What the exercise asks - When the word "bytes" shows up in a line of the records below, copy that line.

*** Provided entries ***

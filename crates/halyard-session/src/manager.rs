//! Session persistence coordinator.
//!
//! A session id moves through these states in the store:
//! absent, claimed (holding [`NULL_SENTINEL`]), persisted, removed.
//! New ids are claimed with `set_if_absent` so two nodes can never hand
//! out the same id. Saves skip the write when nothing changed since the
//! last read or write, but always refresh the remote expiry.

use std::sync::Arc;

use halyard_cache::{CacheStack, CacheStore, Claim, build_store};
use halyard_config::{HalyardConfig, NullSessionPolicy, SessionSettings};
use tracing::{debug, error, info, trace};

use crate::codec::{SessionCodec, SessionMetadata};
use crate::context::SessionContext;
use crate::error::{Result, SessionError};
use crate::ids::{IdGenerator, RandomIdGenerator};
use crate::session::Session;
use crate::value::SessionValue;

/// Placeholder stored under a claimed id until its first save.
pub const NULL_SENTINEL: &[u8] = b"null";

/// Random ids tried before giving up on a claim.
pub const MAX_CLAIM_ATTEMPTS: u32 = 16;

/// What a [`SessionManager::save`] did.
#[derive(Debug, Clone, Copy, PartialEq, Eq)]
pub enum SaveOutcome {
    /// The payload was written and the expiry refreshed.
    Written,
    /// Nothing changed; only the expiry was refreshed.
    Unchanged,
    /// The store or codec failed; the failure was logged.
    Failed,
}

/// Creates, loads, saves and removes sessions against a [`CacheStore`].
pub struct SessionManager {
    store: Arc<dyn CacheStore>,
    codec: SessionCodec,
    settings: SessionSettings,
    ids: Arc<dyn IdGenerator>,
    stack: Option<CacheStack>,
}

impl SessionManager {
    pub fn new(store: Arc<dyn CacheStore>, settings: SessionSettings) -> Self {
        Self {
            store,
            codec: SessionCodec::default(),
            settings,
            ids: Arc::new(RandomIdGenerator),
            stack: None,
        }
    }

    /// Use a codec with a custom type registry.
    pub fn with_codec(mut self, codec: SessionCodec) -> Self {
        self.codec = codec;
        self
    }

    pub fn with_id_generator(mut self, ids: Arc<dyn IdGenerator>) -> Self {
        self.ids = ids;
        self
    }

    /// Resolve `config`, connect to redis and build a manager over it.
    pub async fn from_config(config: &HalyardConfig) -> Result<Self> {
        let settings = config.resolve()?;
        let stack = build_store(&settings).await?;

        let mut manager = Self::new(stack.store(), settings.session);
        manager.stack = Some(stack);

        info!(
            expiry_secs = manager.settings.effective_timeout(0),
            key_prefix = %manager.settings.key_prefix,
            "Sessions will expire after the effective timeout"
        );
        Ok(manager)
    }

    /// Interrupt pending retries and close the connection pool.
    pub async fn shutdown(&self) {
        if let Some(ref stack) = self.stack {
            stack.close().await;
        }
        debug!("Session manager shut down");
    }

    pub fn settings(&self) -> &SessionSettings {
        &self.settings
    }

    pub fn codec(&self) -> &SessionCodec {
        &self.codec
    }

    pub fn store(&self) -> &Arc<dyn CacheStore> {
        &self.store
    }

    /// Cache key for a session id.
    pub fn key(&self, id: &str) -> String {
        format!("{}{}", self.settings.key_prefix, id)
    }

    /// Remote expiry applied to `session` on save.
    pub fn effective_timeout(&self, session: &Session) -> u64 {
        self.settings.effective_timeout(session.max_inactive_secs())
    }

    /// Claim an id and create a session bound to `ctx`.
    ///
    /// With `requested_id`, returns `None` if that id is already taken.
    /// Without one, random ids are tried until a claim succeeds. The new
    /// session is saved immediately; if that save fails the context is
    /// cleared and `None` is returned.
    pub async fn create_session<'c>(
        &self,
        ctx: &'c mut SessionContext,
        requested_id: Option<&str>,
    ) -> Result<Option<&'c mut Session>> {
        let id = match requested_id {
            Some(id) => match self.store.set_if_absent(&self.key(id), NULL_SENTINEL).await? {
                Claim::Created => id.to_string(),
                Claim::Existed => {
                    debug!(session_id = %id, "Requested session id already taken");
                    return Ok(None);
                }
            },
            None => self.claim_random_id().await?,
        };

        let timeout = self.settings.effective_timeout(0);
        let session = Session::new(id.clone(), timeout);
        ctx.bind(
            Some(id.clone()),
            Some(session),
            false,
            Some(SessionMetadata::default()),
        );

        if self.save(ctx, true).await == SaveOutcome::Failed {
            error!(session_id = %id, "Initial save failed, abandoning new session");
            ctx.clear();
            if let Err(e) = self.store.expire(&self.key(&id), timeout).await {
                debug!(session_id = %id, error = %e, "Could not set expiry on abandoned claim");
            }
            return Ok(None);
        }

        debug!(session_id = %id, "Created session");
        Ok(ctx.session.as_mut())
    }

    async fn claim_random_id(&self) -> Result<String> {
        for attempt in 1..=MAX_CLAIM_ATTEMPTS {
            let id = self.ids.generate();
            if self
                .store
                .set_if_absent(&self.key(&id), NULL_SENTINEL)
                .await?
                .is_created()
            {
                return Ok(id);
            }
            trace!(attempt, "Session id collision, retrying");
        }
        Err(SessionError::ClaimExhausted {
            attempts: MAX_CLAIM_ATTEMPTS,
        })
    }

    /// Look up a session, binding it to `ctx`.
    ///
    /// A session already bound under the same id is returned without a
    /// store round trip. Store and decode failures are logged and treated
    /// as absence. A claimed id whose first save never landed is an error
    /// or absent, per the configured null-session policy.
    pub async fn find_session<'c>(
        &self,
        ctx: &'c mut SessionContext,
        id: &str,
    ) -> Result<Option<&'c mut Session>> {
        if ctx.id.as_deref() == Some(id) {
            return Ok(ctx.session.as_mut());
        }

        let data = match self.store.get(&self.key(id)).await {
            Ok(Some(data)) => data,
            Ok(None) => {
                ctx.bind(None, None, false, None);
                return Ok(None);
            }
            Err(e) => {
                error!(session_id = %id, error = %e, "Failed to load session");
                ctx.bind(None, None, false, None);
                return Ok(None);
            }
        };

        if data == NULL_SENTINEL {
            return match self.settings.null_session {
                NullSessionPolicy::Error => Err(SessionError::NullSession(id.to_string())),
                NullSessionPolicy::Absent => {
                    debug!(session_id = %id, "Session claimed but never saved");
                    ctx.bind(None, None, false, None);
                    Ok(None)
                }
            };
        }

        match self.codec.decode(&data) {
            Ok((mut session, metadata)) => {
                session.set_id(id);
                session.access();
                session.set_new(false);
                session.set_valid(true);
                session.reset_dirty_tracking();
                let timeout = self.effective_timeout(&session);
                session.set_max_inactive_secs(timeout);

                trace!(session_id = %id, "Loaded session");
                ctx.bind(Some(id.to_string()), Some(session), true, Some(metadata));
            }
            Err(e) => {
                error!(session_id = %id, error = %e, "Failed to decode session");
                ctx.bind(Some(id.to_string()), None, false, None);
            }
        }
        Ok(ctx.session.as_mut())
    }

    /// Persist the session bound to `ctx`.
    ///
    /// Writes when `force` is set, the session is dirty, it has not been
    /// persisted yet, or its attribute hash differs from the last known one.
    /// The remote expiry is refreshed either way.
    pub async fn save(&self, ctx: &mut SessionContext, force: bool) -> SaveOutcome {
        let Some(session) = ctx.session.as_ref() else {
            trace!("No session bound, nothing to save");
            return SaveOutcome::Unchanged;
        };
        let key = self.key(session.id());
        let timeout = self.effective_timeout(session);

        let hash = match self.codec.hash(session) {
            Ok(hash) => hash,
            Err(e) => {
                error!(session_id = %session.id(), error = %e, "Failed to hash session");
                return SaveOutcome::Failed;
            }
        };
        let known_hash = ctx.metadata.as_ref().map(|m| m.attributes_hash.as_slice());
        let needs_write = force
            || session.is_dirty()
            || ctx.persisted != Some(true)
            || known_hash != Some(hash.as_slice());

        let mut outcome = SaveOutcome::Unchanged;
        if needs_write {
            let metadata = SessionMetadata::new(hash);
            let bytes = match self.codec.encode(session, &metadata) {
                Ok(bytes) => bytes,
                Err(e) => {
                    error!(session_id = %session.id(), error = %e, "Failed to encode session");
                    return SaveOutcome::Failed;
                }
            };
            if let Err(e) = self.store.set(&key, &bytes).await {
                error!(session_id = %session.id(), error = %e, "Failed to save session");
                return SaveOutcome::Failed;
            }

            if let Some(session) = ctx.session.as_mut() {
                session.reset_dirty_tracking();
            }
            ctx.persisted = Some(true);
            ctx.metadata = Some(metadata);
            outcome = SaveOutcome::Written;
        }

        if let Err(e) = self.store.expire(&key, timeout).await {
            error!(key = %key, error = %e, "Failed to refresh session expiry");
            return SaveOutcome::Failed;
        }
        trace!(key = %key, expire_secs = timeout, ?outcome, "Session saved");
        outcome
    }

    /// Delete a session from the store. Returns whether it existed.
    pub async fn remove(&self, session: &Session) -> Result<bool> {
        let removed = self.store.delete(&self.key(session.id())).await?;
        debug!(session_id = %session.id(), removed, "Removed session");
        Ok(removed > 0)
    }

    /// End-of-request hook: save a valid session, remove an invalidated one,
    /// then clear `ctx`.
    pub async fn after_request(&self, ctx: &mut SessionContext) {
        match ctx.session.as_ref().map(Session::is_valid) {
            Some(true) => {
                let force = self.settings.policies.always_save_after_request;
                self.save(ctx, force).await;
            }
            Some(false) => {
                if let Some(session) = ctx.session.as_ref()
                    && let Err(e) = self.remove(session).await
                {
                    error!(session_id = %session.id(), error = %e, "Failed to remove session");
                }
            }
            None => {}
        }
        ctx.clear();
    }

    /// Set an attribute on the bound session. Returns whether it changed.
    ///
    /// With manual dirty tracking, writing the tracking key only marks the
    /// session dirty. With the save-on-change policy a change is persisted
    /// immediately.
    pub async fn set_attribute<V: SessionValue>(
        &self,
        ctx: &mut SessionContext,
        name: &str,
        value: V,
    ) -> bool {
        let tracking_key = self.settings.dirty_tracking_key.as_deref();
        let Some(session) = ctx.session.as_mut() else {
            return false;
        };

        if tracking_key == Some(name) {
            session.mark_dirty();
            return true;
        }

        let changed = session.set_attribute(name, value);
        if changed && self.settings.policies.save_on_change {
            self.save(ctx, true).await;
        }
        changed
    }

    /// Remove an attribute from the bound session. Returns whether it existed.
    pub async fn remove_attribute(&self, ctx: &mut SessionContext, name: &str) -> bool {
        let Some(session) = ctx.session.as_mut() else {
            return false;
        };
        let existed = session.remove_attribute(name);
        if self.settings.policies.save_on_change {
            self.save(ctx, true).await;
        }
        existed
    }
}
//! Topology-aware cache access for halyard.
//!
//! This crate moves raw byte payloads between the session layer and redis:
//! - [`CacheStore`]: the contract every backend implements
//! - [`RemoteStore`]: redis over a pooled [`Connector`] with per-topology
//!   bounded retry (standalone, sentinel, cluster)
//! - [`BufferedStore`]: local write-through buffer that keeps serving when
//!   redis is unreachable
//! - [`InMemoryStore`]: map-backed store for single-node use and tests
//!
//! # Example
//!
//! ```rust,ignore
//! use halyard_cache::build_store;
//!
//! let settings = halyard_config::load_config(None)?.config.resolve()?;
//! let stack = build_store(&settings).await?;
//! stack.store().set("sess:ABC", b"payload").await?;
//! stack.close().await;
//! ```

mod buffered;
mod error;
mod factory;
mod memory;
mod pool;
mod remote;
mod retry;
mod store;
mod topology;

#[cfg(any(test, feature = "testing"))]
pub mod testing;

pub use buffered::{BufferConfig, BufferedStore, EXPIRY_GRACE};
pub use error::{CacheError, Result};
pub use factory::{CacheStack, build_store};
pub use memory::InMemoryStore;
pub use pool::PooledConnector;
pub use remote::{Connector, RemoteStore};
pub use retry::{RetryPolicy, with_retry};
pub use store::{CacheStore, Claim};
pub use topology::{RedisConnection, RedisManager};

*** End of Provided entries ***

Expected output -
            let bytes = match self.codec.encode(session, &metadata) {
                Ok(bytes) => bytes,
            if let Err(e) = self.store.set(&key, &bytes).await {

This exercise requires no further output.